#### Task instructions
An exact copy of all the records is the expected answer.

START Provided material

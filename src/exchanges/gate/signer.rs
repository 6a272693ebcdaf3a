use crate::core::config::Credentials;
use crate::core::errors::ExchangeError;
use crate::core::kernel::{AuthScheme, CanonicalRequest, HmacSigner, Placement, SigningStrategy};
use crate::core::types::TimestampUnit;
use serde_json::json;
use sha2::{Digest, Sha512};
use std::sync::Arc;
use tokio_tungstenite::tungstenite::Message;
use zeroize::Zeroizing;

pub const KEY_HEADER: &str = "KEY";
pub const SIGN_HEADER: &str = "SIGN";
pub const TIMESTAMP_HEADER: &str = "Timestamp";

/// `METHOD\npath\nquery\nhex(sha512(body))\ntimestamp`
pub fn canonicalize(request: &CanonicalRequest, _credentials: &Credentials) -> Vec<u8> {
    let body_hash = hex::encode(Sha512::digest(&request.body));
    format!(
        "{}\n{}\n{}\n{}\n{}",
        request.method.as_str(),
        request.path,
        request.query,
        body_hash,
        request.timestamp
    )
    .into_bytes()
}

fn signed_headers(request: &CanonicalRequest, _credentials: &Credentials) -> Vec<(String, String)> {
    vec![(TIMESTAMP_HEADER.to_string(), request.timestamp.clone())]
}

/// HMAC-SHA512, hex encoded, timestamps in seconds
pub fn auth_scheme() -> AuthScheme {
    AuthScheme::new(
        Arc::new(HmacSigner::sha512_hex()),
        Arc::new(canonicalize),
        Placement::header(KEY_HEADER),
        Placement::header(SIGN_HEADER),
    )
    .with_timestamp_unit(TimestampUnit::Seconds)
    .with_signed_headers(Arc::new(signed_headers))
}

/// Subscribe frame for a private channel, authenticated inline
///
/// Gate has no login step; each private subscription carries an `auth`
/// object signed over `channel=<c>&event=<e>&time=<t>`.
pub fn private_subscription(
    credentials: &Credentials,
    channel: &str,
    payload: &[&str],
    time: i64,
) -> Result<Message, ExchangeError> {
    let event = "subscribe";
    let secret = Zeroizing::new(credentials.api_secret().as_bytes().to_vec());
    let message = format!("channel={}&event={}&time={}", channel, event, time);
    let signature = HmacSigner::sha512_hex().sign(&secret, message.as_bytes())?;

    Ok(Message::Text(
        json!({
            "time": time,
            "channel": channel,
            "event": event,
            "payload": payload,
            "auth": {
                "method": "api_key",
                "KEY": credentials.api_key(),
                "SIGN": signature
            }
        })
        .to_string(),
    ))
}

END Provided material

#### Exercise answer
filename src/exchanges/gate/signer.rs
repository 6a272693ebcdaf3a
use crate::core::config::Credentials;
use crate::core::errors::ExchangeError;
use crate::core::kernel::{AuthScheme, CanonicalRequest, HmacSigner, Placement, SigningStrategy};
use crate::core::types::TimestampUnit;
use serde_json::json;
use sha2::{Digest, Sha512};
use std::sync::Arc;
use tokio_tungstenite::tungstenite::Message;
use zeroize::Zeroizing;

pub const KEY_HEADER: &str = "KEY";
pub const SIGN_HEADER: &str = "SIGN";
pub const TIMESTAMP_HEADER: &str = "Timestamp";

/// `METHOD\npath\nquery\nhex(sha512(body))\ntimestamp`
pub fn canonicalize(request: &CanonicalRequest, _credentials: &Credentials) -> Vec<u8> {
    let body_hash = hex::encode(Sha512::digest(&request.body));
    format!(
        "{}\n{}\n{}\n{}\n{}",
        request.method.as_str(),
        request.path,
        request.query,
        body_hash,
        request.timestamp
    )
    .into_bytes()
}

fn signed_headers(request: &CanonicalRequest, _credentials: &Credentials) -> Vec<(String, String)> {
    vec![(TIMESTAMP_HEADER.to_string(), request.timestamp.clone())]
}

/// HMAC-SHA512, hex encoded, timestamps in seconds
pub fn auth_scheme() -> AuthScheme {
    AuthScheme::new(
        Arc::new(HmacSigner::sha512_hex()),
        Arc::new(canonicalize),
        Placement::header(KEY_HEADER),
        Placement::header(SIGN_HEADER),
    )
    .with_timestamp_unit(TimestampUnit::Seconds)
    .with_signed_headers(Arc::new(signed_headers))
}

/// Subscribe frame for a private channel, authenticated inline
///
/// Gate has no login step; each private subscription carries an `auth`
/// object signed over `channel=<c>&event=<e>&time=<t>`.
pub fn private_subscription(
    credentials: &Credentials,
    channel: &str,
    payload: &[&str],
    time: i64,
) -> Result<Message, ExchangeError> {
    let event = "subscribe";
    let secret = Zeroizing::new(credentials.api_secret().as_bytes().to_vec());
    let message = format!("channel={}&event={}&time={}", channel, event, time);
    let signature = HmacSigner::sha512_hex().sign(&secret, message.as_bytes())?;

    Ok(Message::Text(
        json!({
            "time": time,
            "channel": channel,
            "event": event,
            "payload": payload,
            "auth": {
                "method": "api_key",
                "KEY": credentials.api_key(),
                "SIGN": signature
            }
        })
        .to_string(),
    ))
}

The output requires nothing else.